• Assignment: Whenever the word "MemoryKvBackend" shows up in a line of the data, copy that line.

[Data under study Boundary: Start]

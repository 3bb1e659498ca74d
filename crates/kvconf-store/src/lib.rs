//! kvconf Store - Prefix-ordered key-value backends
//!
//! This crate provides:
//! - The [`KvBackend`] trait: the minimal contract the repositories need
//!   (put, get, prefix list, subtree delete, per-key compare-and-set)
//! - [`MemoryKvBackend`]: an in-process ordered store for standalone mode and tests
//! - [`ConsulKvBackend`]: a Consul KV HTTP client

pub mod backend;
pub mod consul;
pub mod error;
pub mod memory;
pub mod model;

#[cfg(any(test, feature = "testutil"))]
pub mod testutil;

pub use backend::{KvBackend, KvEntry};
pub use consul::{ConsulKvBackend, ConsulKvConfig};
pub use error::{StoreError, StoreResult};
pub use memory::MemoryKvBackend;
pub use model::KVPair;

[Data under study Boundary: End]

• Completed exercise:
//! - [`MemoryKvBackend`]: an in-process ordered store for standalone mode and tests
pub use memory::MemoryKvBackend;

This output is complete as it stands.